In 1994, when President Ronald Reagan openly released to the world that he had Alzheimer’s disease, many were in shock. After former President Reagan died in 2004, there was ongoing controversy about his health. Documentation states that during his first term as president, he showed early signs of dementia. Then in August 2002, Charlton Heston announced he had Alzheimer’s and when he died, his family released a solemn statement about his passing, but never mentioned the cause of his death. Nancy Reagan was among those who attended Charlton Heston’s funeral. Both men were hugely respected and admired; larger than life, only to succumb to this terminal quieting.
What is Alzheimer’s? In simple ‘reality’ terms, it is a disease that shows no mercy as it robs a person of all they were as it plagues horrific memory loss on its victim, only then to paralyze them where they have no ability to function (routinely) within their day-to-day life. Bit by bit, this disease swallows one up leaving a person hollowed – lifeless – bedridden. All dignity is lost.
There is no cure for Alzheimer’s, and by the year 2050, this fast and growing debilitating disease will fatally kill 11 to 16 million people. From that estimate, and according to research projections, 10 million baby boomers will die from a form of Alzheimer’s. It is a grim prognosis.
Living with a parent or loved one that has this disease makes it more even more real, chilling and numbing. Does heredity play a part on who gets Alzheimer’s? Research remains ongoing, and as of today – new drugs are available to slow down the course of Alzheimer’s but there is no cure. Early testing is the key; it will provide an individual results if he or she will develop Alzheimer’s, thus early treatment.
So, looking from the outside in, what are we to do? Heed the signs.
There are ten:
Memory loss that interferes with one’s daily life – Planning activities or problem solving (following recipes) – Things that were once familiar such chores at home, work, or a simple game of Bingo, forgotten – Keeping track of time and place, wandering – Visual changes and not recognizing oneself – Speaking (trouble conversing) and writing (word choice) – Misplacing articles (jewelry/keys/clothing) and the inability to retrace one’s steps to find them – Hoarding money and/or mismanaging money and personal grooming stops – Withdrawal from society or family – Mood and personality changes.

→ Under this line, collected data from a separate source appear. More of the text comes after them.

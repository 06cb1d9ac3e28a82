//! Sequential command tags.

use std::sync::atomic::{AtomicU32, Ordering};

/// Produces tags of the form `A0001`, `A0002`, ...
///
/// The counter wraps instead of failing: a tag only has to be unique among
/// the commands still in flight, and a client here never has more than one.
#[derive(Debug)]
pub struct TagGenerator {
    counter: AtomicU32,
    prefix: char,
}

impl TagGenerator {
    /// Creates a generator with the given prefix.
    #[must_use]
    pub const fn new(prefix: char) -> Self {
        Self {
            counter: AtomicU32::new(1),
            prefix,
        }
    }

    /// Returns the next tag.
    #[must_use]
    pub fn next(&self) -> String {
        let n = self.counter.fetch_add(1, Ordering::Relaxed);
        format!("{}{n:04}", self.prefix)
    }
}

impl Default for TagGenerator {
    fn default() -> Self {
        Self::new('A')
    }
}
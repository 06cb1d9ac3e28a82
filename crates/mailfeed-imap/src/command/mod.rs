//! IMAP commands and their wire encoding.

mod serialize;
mod tag_generator;

use crate::types::{Mailbox, UidSet};

pub use tag_generator::TagGenerator;

use serialize::{write_astring, write_fetch_attributes};

/// A FETCH data item to request.
#[derive(Debug, Clone, PartialEq, Eq)]
pub enum FetchAttribute {
    /// UID.
    Uid,
    /// FLAGS.
    Flags,
    /// INTERNALDATE.
    InternalDate,
    /// RFC822.SIZE.
    Rfc822Size,
    /// `BODY[section]` or `BODY.PEEK[section]`.
    Body {
        /// Section specifier such as `HEADER` or `TEXT`; `None` is the whole message.
        section: Option<String>,
        /// Leave the \Seen flag untouched.
        peek: bool,
    },
}

impl FetchAttribute {
    /// `BODY[HEADER]`.
    #[must_use]
    pub fn header() -> Self {
        Self::Body {
            section: Some("HEADER".to_string()),
            peek: false,
        }
    }

    /// `BODY[TEXT]`.
    #[must_use]
    pub fn text() -> Self {
        Self::Body {
            section: Some("TEXT".to_string()),
            peek: false,
        }
    }
}

/// Commands the client can issue.
#[derive(Debug, Clone, PartialEq, Eq)]
pub enum Command {
    /// CAPABILITY.
    Capability,
    /// NOOP.
    Noop,
    /// LOGOUT.
    Logout,
    /// LOGIN with a plaintext user name and password.
    Login {
        /// User name.
        username: String,
        /// Password.
        password: String,
    },
    /// SELECT.
    Select {
        /// Mailbox to open.
        mailbox: Mailbox,
    },
    /// IDLE (RFC 2177).
    Idle,
    /// DONE, the untagged continuation that ends IDLE.
    Done,
    /// UID FETCH.
    UidFetch {
        /// UIDs to fetch.
        uids: UidSet,
        /// Data items to return.
        items: Vec<FetchAttribute>,
    },
}

impl Command {
    /// Encodes the command with `tag`, including the trailing CRLF.
    #[must_use]
    pub fn serialize(&self, tag: &str) -> Vec<u8> {
        let mut buf = Vec::with_capacity(64);

        if !matches!(self, Self::Done) {
            buf.extend_from_slice(tag.as_bytes());
            buf.push(b' ');
        }

        match self {
            Self::Capability => buf.extend_from_slice(b"CAPABILITY"),
            Self::Noop => buf.extend_from_slice(b"NOOP"),
            Self::Logout => buf.extend_from_slice(b"LOGOUT"),
            Self::Login { username, password } => {
                buf.extend_from_slice(b"LOGIN ");
                write_astring(&mut buf, username);
                buf.push(b' ');
                write_astring(&mut buf, password);
            }
            Self::Select { mailbox } => {
                buf.extend_from_slice(b"SELECT ");
                write_astring(&mut buf, mailbox.as_str());
            }
            Self::Idle => buf.extend_from_slice(b"IDLE"),
            Self::Done => buf.extend_from_slice(b"DONE"),
            Self::UidFetch { uids, items } => {
                buf.extend_from_slice(b"UID FETCH ");
                buf.extend_from_slice(uids.to_string().as_bytes());
                buf.push(b' ');
                write_fetch_attributes(&mut buf, items);
            }
        }

        buf.extend_from_slice(b"\r\n");
        buf
    }

    /// Command name for logs. Never includes arguments, so credentials stay out.
    #[must_use]
    pub const fn name(&self) -> &'static str {
        match self {
            Self::Capability => "CAPABILITY",
            Self::Noop => "NOOP",
            Self::Logout => "LOGOUT",
            Self::Login { .. } => "LOGIN",
            Self::Select { .. } => "SELECT",
            Self::Idle => "IDLE",
            Self::Done => "DONE",
            Self::UidFetch { .. } => "UID FETCH",
        }
    }
}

Even if former President Reagan did indeed have early signs of dementia during his first term, who would have known? The natural aging process shows similar signs; however, if you, a loved one or friend demonstrates any of the ten warning signs above do not hesitate – call for an appointment. Your doctor is best suited to make any and all determinations. Early detection and treatment is helpful and truly essential.